Source data -

....

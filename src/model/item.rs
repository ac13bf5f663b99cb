use crate::model::{ListingRecord, PricePoint};
use crate::storage::VersionToken;
use chrono::{DateTime, Utc};
use serde::{Deserialize, Serialize};

/// Key of the entry holding the last crawl summary
pub const STATUS_KEY: &str = "status";

/// The persisted aggregate for one product
#[derive(Debug, Clone, PartialEq, Serialize, Deserialize)]
#[serde(rename_all = "camelCase")]
pub struct StoredItem {
    /// Stringified product identifier; unique within the store
    pub key: String,
    pub listing: ListingRecord,
    /// Most recent observation, whether or not it changed the price
    pub last_price: PricePoint,
    /// Chronological, append-only; one entry per observed price change
    pub price_history: Vec<PricePoint>,
    pub updated_at: DateTime<Utc>,
    /// Version the item was read or written at; not part of the document body
    #[serde(skip)]
    pub version: Option<VersionToken>,
}

impl StoredItem {
    /// Builds the record for a product seen for the first time
    pub fn first_sighting(listing: ListingRecord, point: PricePoint, now: DateTime<Utc>) -> Self {
        Self {
            key: listing.key(),
            listing,
            last_price: point.clone(),
            price_history: vec![point],
            updated_at: now,
            version: None,
        }
    }
}

/// A plain key/value record sharing the item namespace
#[derive(Debug, Clone, PartialEq, Eq, Serialize, Deserialize)]
pub struct SimpleEntry {
    pub key: String,
    pub value: String,
}

impl SimpleEntry {
    pub fn new(key: impl Into<String>, value: impl Into<String>) -> Self {
        Self {
            key: key.into(),
            value: value.into(),
        }
    }
}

....

Problem to work on -
Every entry should be retyped exactly as shown.

Result of the exercise -
filename src/model/item.rs
repository ac13bf5f663b99cb
use crate::model::{ListingRecord, PricePoint};
use crate::storage::VersionToken;
use chrono::{DateTime, Utc};
use serde::{Deserialize, Serialize};

/// Key of the entry holding the last crawl summary
pub const STATUS_KEY: &str = "status";

/// The persisted aggregate for one product
#[derive(Debug, Clone, PartialEq, Serialize, Deserialize)]
#[serde(rename_all = "camelCase")]
pub struct StoredItem {
    /// Stringified product identifier; unique within the store
    pub key: String,
    pub listing: ListingRecord,
    /// Most recent observation, whether or not it changed the price
    pub last_price: PricePoint,
    /// Chronological, append-only; one entry per observed price change
    pub price_history: Vec<PricePoint>,
    pub updated_at: DateTime<Utc>,
    /// Version the item was read or written at; not part of the document body
    #[serde(skip)]
    pub version: Option<VersionToken>,
}

impl StoredItem {
    /// Builds the record for a product seen for the first time
    pub fn first_sighting(listing: ListingRecord, point: PricePoint, now: DateTime<Utc>) -> Self {
        Self {
            key: listing.key(),
            listing,
            last_price: point.clone(),
            price_history: vec![point],
            updated_at: now,
            version: None,
        }
    }
}

/// A plain key/value record sharing the item namespace
#[derive(Debug, Clone, PartialEq, Eq, Serialize, Deserialize)]
pub struct SimpleEntry {
    pub key: String,
    pub value: String,
}

impl SimpleEntry {
    pub fn new(key: impl Into<String>, value: impl Into<String>) -> Self {
        Self {
            key: key.into(),
            value: value.into(),
        }
    }
}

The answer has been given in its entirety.